• _YOUR TASK_
Gather each line of the entries below that includes "document".

• _THE RECORDS_
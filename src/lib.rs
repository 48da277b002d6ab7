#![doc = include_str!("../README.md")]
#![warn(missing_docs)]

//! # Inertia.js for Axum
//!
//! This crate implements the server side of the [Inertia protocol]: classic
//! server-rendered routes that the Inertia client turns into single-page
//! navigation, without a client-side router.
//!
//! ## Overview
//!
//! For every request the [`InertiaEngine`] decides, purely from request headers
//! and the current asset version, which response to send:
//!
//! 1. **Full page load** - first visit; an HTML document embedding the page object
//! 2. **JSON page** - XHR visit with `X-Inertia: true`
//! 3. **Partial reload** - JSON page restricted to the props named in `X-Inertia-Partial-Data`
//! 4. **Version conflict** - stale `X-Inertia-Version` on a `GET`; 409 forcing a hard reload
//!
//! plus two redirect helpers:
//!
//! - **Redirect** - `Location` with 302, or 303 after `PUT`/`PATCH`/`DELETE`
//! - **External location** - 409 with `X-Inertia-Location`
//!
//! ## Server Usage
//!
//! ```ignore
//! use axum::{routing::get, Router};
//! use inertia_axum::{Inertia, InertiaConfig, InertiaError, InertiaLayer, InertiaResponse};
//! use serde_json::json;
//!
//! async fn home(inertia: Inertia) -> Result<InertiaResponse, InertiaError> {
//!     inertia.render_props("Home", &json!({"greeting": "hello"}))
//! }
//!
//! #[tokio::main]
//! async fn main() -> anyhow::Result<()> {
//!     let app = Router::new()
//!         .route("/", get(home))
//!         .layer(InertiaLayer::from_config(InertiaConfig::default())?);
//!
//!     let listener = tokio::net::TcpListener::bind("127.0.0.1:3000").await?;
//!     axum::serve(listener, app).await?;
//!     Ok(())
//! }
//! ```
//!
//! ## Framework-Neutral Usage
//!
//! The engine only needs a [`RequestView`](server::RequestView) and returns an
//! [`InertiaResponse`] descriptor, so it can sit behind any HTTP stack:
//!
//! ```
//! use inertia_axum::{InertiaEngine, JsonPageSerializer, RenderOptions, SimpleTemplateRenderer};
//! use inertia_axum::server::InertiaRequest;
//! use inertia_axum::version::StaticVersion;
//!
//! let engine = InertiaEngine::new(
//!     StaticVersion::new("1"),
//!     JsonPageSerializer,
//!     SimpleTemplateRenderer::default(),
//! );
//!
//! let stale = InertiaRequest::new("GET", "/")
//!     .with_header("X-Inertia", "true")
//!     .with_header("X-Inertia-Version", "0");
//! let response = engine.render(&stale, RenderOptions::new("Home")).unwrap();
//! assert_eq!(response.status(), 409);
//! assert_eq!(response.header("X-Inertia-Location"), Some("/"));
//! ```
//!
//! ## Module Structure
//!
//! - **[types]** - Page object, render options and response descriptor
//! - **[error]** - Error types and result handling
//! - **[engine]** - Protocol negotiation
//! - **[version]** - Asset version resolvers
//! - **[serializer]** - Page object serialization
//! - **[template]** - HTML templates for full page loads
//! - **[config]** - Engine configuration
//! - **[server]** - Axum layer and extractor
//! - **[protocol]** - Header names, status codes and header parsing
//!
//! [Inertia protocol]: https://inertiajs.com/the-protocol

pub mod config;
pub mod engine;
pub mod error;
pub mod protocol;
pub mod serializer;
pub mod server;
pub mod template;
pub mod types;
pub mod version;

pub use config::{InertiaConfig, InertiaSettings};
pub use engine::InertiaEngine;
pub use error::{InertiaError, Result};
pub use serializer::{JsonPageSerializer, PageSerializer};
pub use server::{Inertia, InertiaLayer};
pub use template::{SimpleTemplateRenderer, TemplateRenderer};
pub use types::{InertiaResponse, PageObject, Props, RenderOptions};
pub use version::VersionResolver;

--

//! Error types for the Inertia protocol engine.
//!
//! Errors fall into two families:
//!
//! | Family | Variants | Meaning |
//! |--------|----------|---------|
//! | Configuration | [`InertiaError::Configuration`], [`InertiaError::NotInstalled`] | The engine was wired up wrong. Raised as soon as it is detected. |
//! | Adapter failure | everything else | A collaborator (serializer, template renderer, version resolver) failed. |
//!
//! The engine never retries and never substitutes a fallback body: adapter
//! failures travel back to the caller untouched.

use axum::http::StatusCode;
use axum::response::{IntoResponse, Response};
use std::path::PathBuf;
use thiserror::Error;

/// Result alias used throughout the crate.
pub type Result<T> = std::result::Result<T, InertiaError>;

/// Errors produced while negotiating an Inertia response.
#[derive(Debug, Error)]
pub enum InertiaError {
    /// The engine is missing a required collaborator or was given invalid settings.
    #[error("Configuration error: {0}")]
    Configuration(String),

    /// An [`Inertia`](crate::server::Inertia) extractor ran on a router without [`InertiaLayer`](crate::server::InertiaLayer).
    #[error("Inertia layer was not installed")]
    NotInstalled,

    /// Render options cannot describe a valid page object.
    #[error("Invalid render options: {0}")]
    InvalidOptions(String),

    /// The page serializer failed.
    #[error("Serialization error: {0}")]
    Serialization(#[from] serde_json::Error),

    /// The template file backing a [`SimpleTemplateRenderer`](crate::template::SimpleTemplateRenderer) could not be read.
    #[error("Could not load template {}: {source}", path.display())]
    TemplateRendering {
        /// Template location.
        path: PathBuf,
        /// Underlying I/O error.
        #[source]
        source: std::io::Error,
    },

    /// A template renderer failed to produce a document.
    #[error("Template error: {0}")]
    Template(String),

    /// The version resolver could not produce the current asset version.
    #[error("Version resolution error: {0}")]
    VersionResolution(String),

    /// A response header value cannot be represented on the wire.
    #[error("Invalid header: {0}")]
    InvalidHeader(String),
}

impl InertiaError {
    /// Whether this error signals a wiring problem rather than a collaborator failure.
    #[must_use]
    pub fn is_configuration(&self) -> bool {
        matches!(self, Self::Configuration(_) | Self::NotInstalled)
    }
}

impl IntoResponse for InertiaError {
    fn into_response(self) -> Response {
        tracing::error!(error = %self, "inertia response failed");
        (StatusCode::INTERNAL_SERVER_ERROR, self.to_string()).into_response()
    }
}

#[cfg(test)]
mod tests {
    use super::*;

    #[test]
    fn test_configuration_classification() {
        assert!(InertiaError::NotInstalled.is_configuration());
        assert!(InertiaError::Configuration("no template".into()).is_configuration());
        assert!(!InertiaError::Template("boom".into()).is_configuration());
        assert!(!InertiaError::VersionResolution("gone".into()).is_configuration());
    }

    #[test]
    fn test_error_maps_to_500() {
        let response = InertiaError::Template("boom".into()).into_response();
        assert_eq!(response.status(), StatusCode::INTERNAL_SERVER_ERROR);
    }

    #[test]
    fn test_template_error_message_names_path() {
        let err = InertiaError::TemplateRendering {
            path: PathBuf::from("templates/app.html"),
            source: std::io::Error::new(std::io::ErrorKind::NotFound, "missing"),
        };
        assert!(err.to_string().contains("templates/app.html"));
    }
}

--

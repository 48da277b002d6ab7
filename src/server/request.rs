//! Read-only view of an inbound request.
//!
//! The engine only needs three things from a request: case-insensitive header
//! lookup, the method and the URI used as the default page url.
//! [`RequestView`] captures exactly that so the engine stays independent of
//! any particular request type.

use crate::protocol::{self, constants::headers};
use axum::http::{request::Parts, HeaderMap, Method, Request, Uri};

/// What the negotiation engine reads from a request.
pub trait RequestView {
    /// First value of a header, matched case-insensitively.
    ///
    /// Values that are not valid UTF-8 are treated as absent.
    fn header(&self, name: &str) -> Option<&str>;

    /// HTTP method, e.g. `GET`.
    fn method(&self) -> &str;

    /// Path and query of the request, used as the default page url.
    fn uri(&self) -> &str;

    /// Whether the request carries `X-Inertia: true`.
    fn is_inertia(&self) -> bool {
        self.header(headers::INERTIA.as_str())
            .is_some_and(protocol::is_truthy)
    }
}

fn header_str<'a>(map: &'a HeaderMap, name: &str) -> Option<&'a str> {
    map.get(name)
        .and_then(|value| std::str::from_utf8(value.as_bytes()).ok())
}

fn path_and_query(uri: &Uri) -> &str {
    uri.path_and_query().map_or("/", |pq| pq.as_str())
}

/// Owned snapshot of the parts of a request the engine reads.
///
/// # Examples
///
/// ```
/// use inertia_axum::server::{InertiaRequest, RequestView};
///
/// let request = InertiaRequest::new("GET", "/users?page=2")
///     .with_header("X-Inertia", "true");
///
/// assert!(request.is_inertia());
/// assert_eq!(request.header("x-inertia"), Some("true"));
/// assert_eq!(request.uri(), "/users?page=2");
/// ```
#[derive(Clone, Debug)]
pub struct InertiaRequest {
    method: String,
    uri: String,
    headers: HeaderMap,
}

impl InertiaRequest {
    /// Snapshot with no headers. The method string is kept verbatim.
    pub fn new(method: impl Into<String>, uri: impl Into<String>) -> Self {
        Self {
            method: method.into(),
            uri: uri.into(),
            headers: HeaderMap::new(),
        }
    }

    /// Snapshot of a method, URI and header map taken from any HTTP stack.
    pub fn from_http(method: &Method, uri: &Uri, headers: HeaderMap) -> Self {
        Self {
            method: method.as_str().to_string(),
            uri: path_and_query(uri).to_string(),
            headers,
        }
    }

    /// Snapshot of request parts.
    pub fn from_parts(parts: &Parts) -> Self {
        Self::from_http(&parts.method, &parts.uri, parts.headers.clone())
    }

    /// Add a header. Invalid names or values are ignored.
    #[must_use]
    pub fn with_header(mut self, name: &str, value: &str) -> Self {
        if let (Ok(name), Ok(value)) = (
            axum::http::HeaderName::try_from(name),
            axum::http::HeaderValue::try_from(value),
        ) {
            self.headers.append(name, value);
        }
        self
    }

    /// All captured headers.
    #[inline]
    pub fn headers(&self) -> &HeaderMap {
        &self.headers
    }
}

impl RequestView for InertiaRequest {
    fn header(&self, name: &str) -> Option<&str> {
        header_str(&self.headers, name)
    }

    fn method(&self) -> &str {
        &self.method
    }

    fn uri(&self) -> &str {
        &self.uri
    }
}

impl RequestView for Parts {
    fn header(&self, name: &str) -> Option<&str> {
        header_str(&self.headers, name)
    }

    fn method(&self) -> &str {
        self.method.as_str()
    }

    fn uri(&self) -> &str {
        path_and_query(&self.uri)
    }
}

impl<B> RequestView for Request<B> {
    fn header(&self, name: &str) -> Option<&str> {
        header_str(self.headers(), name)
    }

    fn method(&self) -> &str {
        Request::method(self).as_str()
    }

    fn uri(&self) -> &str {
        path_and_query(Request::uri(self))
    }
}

• _EXERCISE RESULT_
//! 1. **Full page load** - first visit; an HTML document embedding the page object
    /// A template renderer failed to produce a document.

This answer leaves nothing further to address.